Always set a sensible expiration, even if you also evict on change. It is a safety net: if you ever forget to clear a key, expiration guarantees the stale data cannot live forever.

Best practices

  • Cache read-heavy, rarely-changing data. The bigger the read-to-write ratio, the more caching helps. Do not cache data that changes every second.
  • Always set an expiration. It bounds how stale data can get and protects you from forgotten keys.
  • Use clear, consistent keys. Something like product:42 is easy to read, debug, and invalidate.
  • Do not cache huge objects. Caching very large items can use more memory than it saves. Cache the small, hot things.
  • Watch your hit rate. A high cache-hit ratio means the cache is doing its job. A low one means you are caching the wrong things or expiring too soon.

Quick recap

  • Caching saves expensive results so you return them instantly next time — like a sticky note instead of walking to the rulebook.
  • In-memory cache is fastest but lives on one server; Redis distributed cache is shared across servers; HybridCache combines both with stampede protection; output cache stores whole responses.
  • The cache-aside pattern checks the cache first and only touches the database on a miss.
  • For new apps, start with HybridCache; use plain in-memory for single servers and Redis when scaling out.
  • The hardest part is invalidation — always set an expiration, evict on change, and use tags when you can.
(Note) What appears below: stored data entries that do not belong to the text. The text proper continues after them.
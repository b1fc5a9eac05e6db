//! # eventdesk-session
//!
//! Client-side session handling for eventdesk.
//!
//! - [`Platform`]: one-time capability check deciding whether session
//!   storage exists in this execution context
//! - [`SessionStore`]: token + identity snapshot with a narrow
//!   get/set/clear contract that never raises
//! - [`policy`]: allow / redirect decisions for guarded areas
//!
//! Nothing outside this crate reads or writes session storage directly.

mod error;
mod platform;
pub mod policy;
mod storage;
mod store;

pub use error::StorageError;
pub use platform::{Platform, SESSION_FILE};
pub use policy::{AccessGuard, AccessRule, Decision, Redirect};
pub use storage::{FileStorage, MemoryStorage, SessionStorage};
pub use store::{Session, SessionStore, TOKEN_KEY, USER_KEY};
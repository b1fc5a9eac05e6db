//! Organizer commands: manage the events you created.

use anyhow::Result;
use clap::{Args, Subcommand};
use eventdesk_model::{event_date, event_time, Event, EventInput, EventType};
use serde::Serialize;
use tabled::Tabled;

use crate::notice::Notice;
use crate::output::{print_info, print_notice, print_output, print_single, OutputFormat};
use crate::services::EventsService;

use super::CommandContext;

/// Organizer commands.
#[derive(Debug, Args)]
pub struct OrganizerCommand {
    #[command(subcommand)]
    command: OrganizerSubcommand,
}

#[derive(Debug, Subcommand)]
enum OrganizerSubcommand {
    /// List your events.
    List,

    /// Show one event.
    Show {
        id: i64,
    },

    /// Create an event.
    Create(CreateEventArgs),

    /// Edit an event. Omitted flags keep their current value.
    Update(UpdateEventArgs),

    /// Delete an event.
    Delete {
        id: i64,

        /// Confirm deletion.
        #[arg(long)]
        yes: bool,
    },
}

#[derive(Debug, Args)]
struct CreateEventArgs {
    #[arg(long)]
    title: String,

    #[arg(long, default_value = "")]
    description: String,

    /// Date as YYYY-MM-DD.
    #[arg(long)]
    date: String,

    /// Start time as HH:MM.
    #[arg(long)]
    time: String,

    #[arg(long)]
    location: String,

    /// Maximum participants. Omit or 0 for unlimited.
    #[arg(long)]
    capacity: Option<u32>,

    /// Event type, by label ("Palestra") or code (LECTURE).
    #[arg(long = "type")]
    event_type: EventType,

    #[arg(long, default_value = "")]
    speaker: String,

    /// Organizing institution.
    #[arg(long)]
    institution: String,
}

#[derive(Debug, Default, Args)]
struct UpdateEventArgs {
    id: i64,

    #[arg(long)]
    title: Option<String>,

    #[arg(long)]
    description: Option<String>,

    #[arg(long)]
    date: Option<String>,

    #[arg(long)]
    time: Option<String>,

    #[arg(long)]
    location: Option<String>,

    /// 0 makes the event unlimited.
    #[arg(long)]
    capacity: Option<u32>,

    #[arg(long = "type")]
    event_type: Option<EventType>,

    #[arg(long)]
    speaker: Option<String>,

    #[arg(long)]
    institution: Option<String>,
}

/// Event row for table output.
#[derive(Debug, Serialize, Tabled)]
pub(super) struct EventRow {
    #[tabled(rename = "ID")]
    id: i64,
    #[tabled(rename = "TÍTULO")]
    title: String,
    #[tabled(rename = "TIPO")]
    kind: String,
    #[tabled(rename = "DATA")]
    date: String,
    #[tabled(rename = "HORA")]
    time: String,
    #[tabled(rename = "LOCAL")]
    location: String,
    #[tabled(rename = "VAGAS")]
    capacity: String,
}

impl From<&Event> for EventRow {
    fn from(event: &Event) -> Self {
        Self {
            id: event.id,
            title: event.title.clone(),
            kind: event.event_type.label().to_string(),
            date: display_date(&event.date),
            time: event.time.clone(),
            location: event.location.clone(),
            capacity: match event.capacity {
                None | Some(0) => "Ilimitado".to_string(),
                Some(n) => n.to_string(),
            },
        }
    }
}

/// Trim the midnight suffix from wire dates.
pub(super) fn display_date(date: &str) -> String {
    date.split('T').next().unwrap_or(date).to_string()
}

/// Print the organizer's events.
pub(super) fn print_events(events: &[Event], format: OutputFormat) {
    match format {
        OutputFormat::Json => print_single(&events),
        OutputFormat::Table => {
            let rows: Vec<EventRow> = events.iter().map(EventRow::from).collect();
            print_output(&rows, format);
        }
    }
}

impl OrganizerCommand {
    pub async fn run(self, ctx: CommandContext) -> Result<()> {
        let events = EventsService::new(ctx.client.clone());
        match self.command {
            OrganizerSubcommand::List => list(&events, ctx.format).await,
            OrganizerSubcommand::Show { id } => show(&events, id, ctx.format).await,
            OrganizerSubcommand::Create(args) => create(&events, args).await,
            OrganizerSubcommand::Update(args) => update(&events, args).await,
            OrganizerSubcommand::Delete { id, yes } => delete(&events, id, yes).await,
        }
    }
}

async fn list(events: &EventsService, format: OutputFormat) -> Result<()> {
    let mine = events.list().await?;
    print_events(&mine, format);
    Ok(())
}

async fn show(events: &EventsService, id: i64, format: OutputFormat) -> Result<()> {
    let event = events.get(id).await?;
    match format {
        OutputFormat::Json => print_single(&event),
        OutputFormat::Table => {
            println!("{}", event.title);
            println!("  Tipo: {}", event.event_type);
            println!("  Data: {} às {}", display_date(&event.date), event.time);
            println!("  Local: {}", event.location);
            if !event.speaker.is_empty() {
                println!("  Palestrante: {}", event.speaker);
            }
            println!("  Instituição: {}", event.institution_organizer);
            println!("  Vagas: {}", EventRow::from(&event).capacity);
            if !event.description.is_empty() {
                println!("\n{}", event.description);
            }
        }
    }
    Ok(())
}

async fn create(events: &EventsService, args: CreateEventArgs) -> Result<()> {
    let input = EventInput {
        title: args.title,
        description: args.description,
        date: event_date(&args.date)?,
        time: event_time(&args.time)?,
        location: args.location,
        capacity: args.capacity.filter(|&n| n > 0),
        event_type: args.event_type,
        speaker: args.speaker,
        institution_organizer: args.institution,
    };

    let receipt = events.create(&input).await?;
    print_notice(&Notice::success(
        "Evento criado",
        format!("\"{}\" criado com ID {}.", input.title, receipt.id),
    ));
    Ok(())
}

async fn update(events: &EventsService, args: UpdateEventArgs) -> Result<()> {
    let current = events.get(args.id).await?;
    let input = apply_update(EventInput::from(current), &args)?;

    events.update(args.id, &input).await?;
    print_notice(&Notice::success(
        "Evento atualizado",
        format!("\"{}\" foi atualizado.", input.title),
    ));
    Ok(())
}

async fn delete(events: &EventsService, id: i64, yes: bool) -> Result<()> {
    if !yes {
        print_info(&format!(
            "Esta ação não pode ser desfeita. Rode `evd organizer delete {id} --yes` para confirmar."
        ));
        return Ok(());
    }

    events.delete(id).await?;
    print_notice(&Notice::success("Evento excluído", format!("Evento {id} excluído.")));
    Ok(())
}

fn apply_update(mut input: EventInput, edits: &UpdateEventArgs) -> Result<EventInput> {
    if let Some(title) = &edits.title {
        input.title = title.clone();
    }
    if let Some(description) = &edits.description {
        input.description = description.clone();
    }
    if let Some(date) = &edits.date {
        input.date = event_date(date)?;
    }
    if let Some(time) = &edits.time {
        input.time = event_time(time)?;
    }
    if let Some(location) = &edits.location {
        input.location = location.clone();
    }
    if let Some(capacity) = edits.capacity {
        input.capacity = (capacity > 0).then_some(capacity);
    }
    if let Some(event_type) = &edits.event_type {
        input.event_type = event_type.clone();
    }
    if let Some(speaker) = &edits.speaker {
        input.speaker = speaker.clone();
    }
    if let Some(institution) = &edits.institution {
        input.institution_organizer = institution.clone();
    }
    Ok(input)
}
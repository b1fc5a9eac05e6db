//! Profile management for the logged-in user.

use eventdesk_model::{Identity, UpdatePassword, UpdateUser};
use tracing::info;

use crate::client::ApiClient;
use crate::error::CliError;

#[derive(Clone)]
pub struct UsersService {
    client: ApiClient,
}

impl UsersService {
    pub fn new(client: ApiClient) -> Self {
        Self { client }
    }

    pub async fn get(&self, user_id: &str) -> Result<Identity, CliError> {
        self.client.get(&format!("users/{user_id}")).await
    }

    /// Fetch the logged-in user's profile and refresh the session snapshot.
    pub async fn reload_profile(&self) -> Result<Identity, CliError> {
        let current = self
            .client
            .session()
            .identity()
            .ok_or(CliError::NotAuthenticated)?;
        let fresh = self.get(&current.id).await?;
        self.client.session().replace_identity(&fresh);
        Ok(fresh)
    }

    pub async fn update(&self, update: &UpdateUser) -> Result<serde_json::Value, CliError> {
        self.client.put("users/", update).await
    }

    pub async fn update_password(
        &self,
        password: &UpdatePassword,
    ) -> Result<serde_json::Value, CliError> {
        self.client.patch("users/", password).await
    }

    /// Delete the account. The session ends with it.
    pub async fn delete_account(&self) -> Result<(), CliError> {
        self.client.delete("users/").await?;
        self.client.session().clear_session();
        info!("Account deleted; session cleared");
        Ok(())
    }
}

#[cfg(test)]
mod tests {
    use super::*;
    use crate::client::tests::{identity, test_client};
    use eventdesk_model::Role;
    use wiremock::matchers::{body_json, method, path};
    use wiremock::{Mock, MockServer, ResponseTemplate};

    #[tokio::test]
    async fn reload_refreshes_session_identity() {
        let server = MockServer::start().await;
        Mock::given(method("GET"))
            .and(path("/users/12"))
            .respond_with(ResponseTemplate::new(200).set_body_json(serde_json::json!({
                "id": "12",
                "name": "Rafael L.",
                "email": "rafael@example.com",
                "telephone_number": "(21) 99876-5432",
                "type": "REGULAR",
                "department": "Computação"
            })))
            .mount(&server)
            .await;

        let client = test_client(&server);
        client.session().set_session("tok", &identity(Role::Regular));
        let users = UsersService::new(client.clone());

        let fresh = users.reload_profile().await.unwrap();
        assert_eq!(fresh.name, "Rafael L.");
        assert_eq!(client.session().identity(), Some(fresh));
        assert_eq!(client.session().token().as_deref(), Some("tok"));
    }

    #[tokio::test]
    async fn reload_without_session_is_unauthenticated() {
        let server = MockServer::start().await;
        let users = UsersService::new(test_client(&server));
        assert!(matches!(
            users.reload_profile().await,
            Err(CliError::NotAuthenticated)
        ));
    }

    #[tokio::test]
    async fn password_change_uses_patch() {
        let server = MockServer::start().await;
        Mock::given(method("PATCH"))
            .and(path("/users/"))
            .and(body_json(serde_json::json!({
                "current_password": "antiga1",
                "new_password": "nova123"
            })))
            .respond_with(ResponseTemplate::new(200).set_body_json(serde_json::json!({})))
            .expect(1)
            .mount(&server)
            .await;

        UsersService::new(test_client(&server))
            .update_password(&UpdatePassword {
                current_password: "antiga1".to_string(),
                new_password: "nova123".to_string(),
            })
            .await
            .unwrap();
    }

    #[tokio::test]
    async fn deleting_account_clears_session() {
        let server = MockServer::start().await;
        Mock::given(method("DELETE"))
            .and(path("/users/"))
            .respond_with(ResponseTemplate::new(204))
            .mount(&server)
            .await;

        let client = test_client(&server);
        client.session().set_session("tok", &identity(Role::Organizer));
        UsersService::new(client.clone()).delete_account().await.unwrap();

        assert_eq!(client.session().token(), None);
        assert_eq!(client.session().identity(), None);
    }

    #[tokio::test]
    async fn failed_delete_keeps_session() {
        let server = MockServer::start().await;
        Mock::given(method("DELETE"))
            .and(path("/users/"))
            .respond_with(ResponseTemplate::new(500))
            .mount(&server)
            .await;

        let client = test_client(&server);
        client.session().set_session("tok", &identity(Role::Organizer));
        assert!(UsersService::new(client.clone()).delete_account().await.is_err());
        assert!(client.session().is_authenticated());
    }
}
//! Error types for session storage.

use std::path::PathBuf;

use thiserror::Error;

/// Errors raised by a [`SessionStorage`](crate::SessionStorage) backend.
///
/// These never leave the session store; it logs them and degrades to
/// "no session".
#[derive(Debug, Error)]
pub enum StorageError {
    /// Reading or writing the backing file failed.
    #[error("session storage I/O failed at {path:?}: {source}")]
    Io {
        path: PathBuf,
        #[source]
        source: std::io::Error,
    },

    /// The backing file could not be encoded.
    #[error("session storage encoding failed: {0}")]
    Encode(#[from] serde_json::Error),

    /// An in-memory lock was poisoned by a panicking writer.
    #[error("session storage lock poisoned")]
    Poisoned,
}

impl StorageError {
    pub(crate) fn io(path: impl Into<PathBuf>, source: std::io::Error) -> Self {
        Self::Io {
            path: path.into(),
            source,
        }
    }
}
//! Error types for model parsing.

use thiserror::Error;

/// Errors that can occur when parsing model values from user input.
#[derive(Debug, Error, Clone, PartialEq, Eq)]
pub enum ModelError {
    /// The role is neither a backend code nor a display label.
    #[error("perfil desconhecido: {0}")]
    UnknownRole(String),

    /// The event type is neither a backend code nor a display label.
    #[error("tipo de evento desconhecido: {0}")]
    UnknownEventType(String),

    /// A date did not match `YYYY-MM-DD`.
    #[error("data inválida '{0}', use AAAA-MM-DD")]
    InvalidDate(String),

    /// A time did not match `HH:MM`.
    #[error("horário inválido '{0}', use HH:MM")]
    InvalidTime(String),
}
Keep the answers your app needs most on a sticky note close at hand, refresh them when they change, and your application will feel fast even under heavy load. Done well, caching is one of the cheapest and biggest performance wins you can add: a few lines of code can turn a slow, database-heavy endpoint into one that answers in a millisecond. Start with HybridCache for new work, cache the read-heavy data your users hit most, always set an expiration, and watch your hit rate climb — your database and your users will both thank you.